DATASET:
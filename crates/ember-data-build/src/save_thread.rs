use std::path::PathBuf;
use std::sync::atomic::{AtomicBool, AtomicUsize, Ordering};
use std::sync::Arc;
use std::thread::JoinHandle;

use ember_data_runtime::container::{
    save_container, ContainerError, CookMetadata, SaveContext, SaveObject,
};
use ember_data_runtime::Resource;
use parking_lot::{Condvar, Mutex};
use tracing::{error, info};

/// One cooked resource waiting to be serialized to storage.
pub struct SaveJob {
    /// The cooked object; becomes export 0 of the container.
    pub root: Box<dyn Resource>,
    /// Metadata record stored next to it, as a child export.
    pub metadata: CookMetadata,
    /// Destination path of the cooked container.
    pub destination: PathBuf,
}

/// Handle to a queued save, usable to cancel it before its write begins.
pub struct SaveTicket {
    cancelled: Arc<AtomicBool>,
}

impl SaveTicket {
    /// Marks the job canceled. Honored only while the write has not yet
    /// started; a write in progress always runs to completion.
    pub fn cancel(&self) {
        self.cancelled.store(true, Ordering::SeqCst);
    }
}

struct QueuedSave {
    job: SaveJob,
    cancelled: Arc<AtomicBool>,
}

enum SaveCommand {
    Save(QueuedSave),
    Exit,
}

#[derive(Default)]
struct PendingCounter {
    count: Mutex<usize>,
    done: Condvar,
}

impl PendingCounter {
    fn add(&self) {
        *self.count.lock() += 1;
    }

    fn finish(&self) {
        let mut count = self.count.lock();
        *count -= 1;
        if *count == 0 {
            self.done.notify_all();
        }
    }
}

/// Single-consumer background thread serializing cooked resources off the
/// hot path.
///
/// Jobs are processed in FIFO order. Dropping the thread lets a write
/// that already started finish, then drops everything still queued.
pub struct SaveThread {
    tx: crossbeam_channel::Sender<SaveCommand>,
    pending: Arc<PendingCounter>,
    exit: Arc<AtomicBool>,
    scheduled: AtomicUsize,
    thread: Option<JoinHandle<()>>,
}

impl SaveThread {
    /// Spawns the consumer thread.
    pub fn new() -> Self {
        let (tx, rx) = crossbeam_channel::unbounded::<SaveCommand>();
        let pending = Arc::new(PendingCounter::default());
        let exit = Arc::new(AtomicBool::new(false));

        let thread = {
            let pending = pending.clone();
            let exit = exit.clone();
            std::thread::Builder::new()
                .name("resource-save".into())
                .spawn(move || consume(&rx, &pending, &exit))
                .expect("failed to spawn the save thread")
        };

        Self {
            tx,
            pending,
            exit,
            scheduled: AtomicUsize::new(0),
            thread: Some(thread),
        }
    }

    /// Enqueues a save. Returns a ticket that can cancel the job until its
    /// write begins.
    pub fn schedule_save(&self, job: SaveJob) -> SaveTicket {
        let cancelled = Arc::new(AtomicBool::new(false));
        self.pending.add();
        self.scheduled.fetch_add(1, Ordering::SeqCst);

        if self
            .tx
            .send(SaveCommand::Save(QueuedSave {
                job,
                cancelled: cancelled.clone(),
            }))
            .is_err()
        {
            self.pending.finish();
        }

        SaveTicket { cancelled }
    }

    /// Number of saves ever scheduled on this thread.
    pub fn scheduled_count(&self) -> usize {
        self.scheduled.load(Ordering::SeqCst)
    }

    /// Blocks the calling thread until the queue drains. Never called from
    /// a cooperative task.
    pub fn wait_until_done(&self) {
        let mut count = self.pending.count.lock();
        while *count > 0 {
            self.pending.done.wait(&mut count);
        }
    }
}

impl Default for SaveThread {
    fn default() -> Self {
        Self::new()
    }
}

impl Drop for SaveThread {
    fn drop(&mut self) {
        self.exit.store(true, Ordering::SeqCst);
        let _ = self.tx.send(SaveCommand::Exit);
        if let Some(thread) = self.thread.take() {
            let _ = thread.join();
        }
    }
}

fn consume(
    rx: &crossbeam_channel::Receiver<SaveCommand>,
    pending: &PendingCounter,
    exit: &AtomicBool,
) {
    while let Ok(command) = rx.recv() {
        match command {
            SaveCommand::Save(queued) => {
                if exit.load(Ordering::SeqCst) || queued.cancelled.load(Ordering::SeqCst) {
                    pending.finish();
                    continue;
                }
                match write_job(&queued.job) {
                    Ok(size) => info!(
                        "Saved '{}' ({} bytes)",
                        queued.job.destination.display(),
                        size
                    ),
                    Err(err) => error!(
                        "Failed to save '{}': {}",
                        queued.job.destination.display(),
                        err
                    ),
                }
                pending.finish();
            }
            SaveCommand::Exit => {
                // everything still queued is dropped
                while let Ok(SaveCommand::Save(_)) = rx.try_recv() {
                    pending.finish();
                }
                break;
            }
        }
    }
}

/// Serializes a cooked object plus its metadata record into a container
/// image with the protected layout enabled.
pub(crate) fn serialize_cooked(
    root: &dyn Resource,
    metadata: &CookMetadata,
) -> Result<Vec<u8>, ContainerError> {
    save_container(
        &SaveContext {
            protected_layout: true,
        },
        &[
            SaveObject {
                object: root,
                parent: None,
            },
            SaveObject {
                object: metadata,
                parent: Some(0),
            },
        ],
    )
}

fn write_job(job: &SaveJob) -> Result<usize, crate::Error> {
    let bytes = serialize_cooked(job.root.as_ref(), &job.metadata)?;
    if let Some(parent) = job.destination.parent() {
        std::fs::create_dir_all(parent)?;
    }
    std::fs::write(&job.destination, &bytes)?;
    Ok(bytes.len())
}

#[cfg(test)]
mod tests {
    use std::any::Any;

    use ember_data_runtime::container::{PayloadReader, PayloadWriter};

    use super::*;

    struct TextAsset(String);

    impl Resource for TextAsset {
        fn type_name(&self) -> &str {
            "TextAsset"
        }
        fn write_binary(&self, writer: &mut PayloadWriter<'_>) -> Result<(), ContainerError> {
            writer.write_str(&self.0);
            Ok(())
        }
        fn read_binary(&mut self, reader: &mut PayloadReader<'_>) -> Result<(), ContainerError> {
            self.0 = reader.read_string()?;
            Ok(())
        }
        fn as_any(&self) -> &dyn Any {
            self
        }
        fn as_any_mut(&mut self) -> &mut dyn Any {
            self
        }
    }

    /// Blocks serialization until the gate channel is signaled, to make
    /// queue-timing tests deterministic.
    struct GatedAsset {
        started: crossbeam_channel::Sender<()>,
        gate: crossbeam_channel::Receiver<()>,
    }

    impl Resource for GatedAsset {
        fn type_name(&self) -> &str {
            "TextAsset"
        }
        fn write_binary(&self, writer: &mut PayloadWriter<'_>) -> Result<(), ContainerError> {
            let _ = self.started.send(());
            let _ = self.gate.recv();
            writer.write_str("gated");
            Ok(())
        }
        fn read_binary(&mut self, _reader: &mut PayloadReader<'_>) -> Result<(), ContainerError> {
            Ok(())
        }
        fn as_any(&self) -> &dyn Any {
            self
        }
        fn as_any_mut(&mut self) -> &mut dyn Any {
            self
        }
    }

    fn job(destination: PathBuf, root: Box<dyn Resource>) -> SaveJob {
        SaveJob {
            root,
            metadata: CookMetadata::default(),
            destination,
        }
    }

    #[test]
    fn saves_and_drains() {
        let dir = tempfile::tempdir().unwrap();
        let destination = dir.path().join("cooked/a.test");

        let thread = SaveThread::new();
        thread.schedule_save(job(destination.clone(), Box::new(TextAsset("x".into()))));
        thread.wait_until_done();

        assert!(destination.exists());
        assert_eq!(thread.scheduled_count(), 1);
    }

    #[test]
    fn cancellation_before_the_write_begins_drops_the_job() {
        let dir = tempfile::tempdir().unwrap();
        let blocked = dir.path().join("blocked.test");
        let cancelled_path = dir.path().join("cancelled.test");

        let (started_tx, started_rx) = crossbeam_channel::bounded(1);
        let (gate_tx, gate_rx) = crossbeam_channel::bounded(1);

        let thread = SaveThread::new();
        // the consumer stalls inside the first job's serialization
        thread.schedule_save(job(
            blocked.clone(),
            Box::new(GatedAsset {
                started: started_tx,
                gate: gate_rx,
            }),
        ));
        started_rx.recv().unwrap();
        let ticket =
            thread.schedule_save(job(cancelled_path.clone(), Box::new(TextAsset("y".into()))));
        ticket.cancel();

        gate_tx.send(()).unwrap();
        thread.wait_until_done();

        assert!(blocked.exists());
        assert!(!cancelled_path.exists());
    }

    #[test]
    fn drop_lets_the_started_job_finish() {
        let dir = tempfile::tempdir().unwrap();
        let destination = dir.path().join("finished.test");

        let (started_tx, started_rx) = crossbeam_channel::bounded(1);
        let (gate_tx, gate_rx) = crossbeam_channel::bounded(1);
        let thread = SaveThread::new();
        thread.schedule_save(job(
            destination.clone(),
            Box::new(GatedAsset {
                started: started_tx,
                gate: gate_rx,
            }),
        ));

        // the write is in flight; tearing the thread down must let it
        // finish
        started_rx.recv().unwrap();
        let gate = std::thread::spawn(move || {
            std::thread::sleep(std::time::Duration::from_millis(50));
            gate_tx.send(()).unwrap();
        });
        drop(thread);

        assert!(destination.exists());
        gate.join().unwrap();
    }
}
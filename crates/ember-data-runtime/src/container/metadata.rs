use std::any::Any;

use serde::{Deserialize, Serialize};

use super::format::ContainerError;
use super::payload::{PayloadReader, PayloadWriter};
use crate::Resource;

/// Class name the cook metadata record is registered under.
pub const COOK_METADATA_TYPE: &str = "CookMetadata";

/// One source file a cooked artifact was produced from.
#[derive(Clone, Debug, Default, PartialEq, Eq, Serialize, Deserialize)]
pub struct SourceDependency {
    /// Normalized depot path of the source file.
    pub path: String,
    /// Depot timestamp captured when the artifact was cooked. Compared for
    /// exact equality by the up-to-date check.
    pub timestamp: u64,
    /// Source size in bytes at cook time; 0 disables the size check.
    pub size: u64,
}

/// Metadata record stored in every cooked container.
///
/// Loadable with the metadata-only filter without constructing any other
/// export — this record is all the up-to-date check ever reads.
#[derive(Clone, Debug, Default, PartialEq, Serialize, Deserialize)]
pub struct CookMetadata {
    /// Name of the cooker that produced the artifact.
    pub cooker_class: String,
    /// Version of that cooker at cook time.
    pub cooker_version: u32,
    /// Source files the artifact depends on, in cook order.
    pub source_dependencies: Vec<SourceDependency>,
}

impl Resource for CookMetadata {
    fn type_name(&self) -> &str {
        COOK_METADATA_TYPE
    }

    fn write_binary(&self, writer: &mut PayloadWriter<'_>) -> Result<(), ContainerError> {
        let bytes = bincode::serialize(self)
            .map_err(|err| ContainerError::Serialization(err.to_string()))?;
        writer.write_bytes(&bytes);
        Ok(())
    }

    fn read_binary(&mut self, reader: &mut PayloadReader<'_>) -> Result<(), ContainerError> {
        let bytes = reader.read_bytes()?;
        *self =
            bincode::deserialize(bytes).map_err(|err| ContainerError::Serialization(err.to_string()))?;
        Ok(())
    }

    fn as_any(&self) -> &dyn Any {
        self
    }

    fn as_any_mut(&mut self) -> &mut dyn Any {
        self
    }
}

ABOUT THIS TASK: Lines that hold "PayloadReader" are the ones to copy, so pick each out from the data.

RESULT FOR THIS TASK:
    use ember_data_runtime::container::{PayloadReader, PayloadWriter};
        fn read_binary(&mut self, reader: &mut PayloadReader<'_>) -> Result<(), ContainerError> {
        fn read_binary(&mut self, _reader: &mut PayloadReader<'_>) -> Result<(), ContainerError> {
use super::payload::{PayloadReader, PayloadWriter};
    fn read_binary(&mut self, reader: &mut PayloadReader<'_>) -> Result<(), ContainerError> {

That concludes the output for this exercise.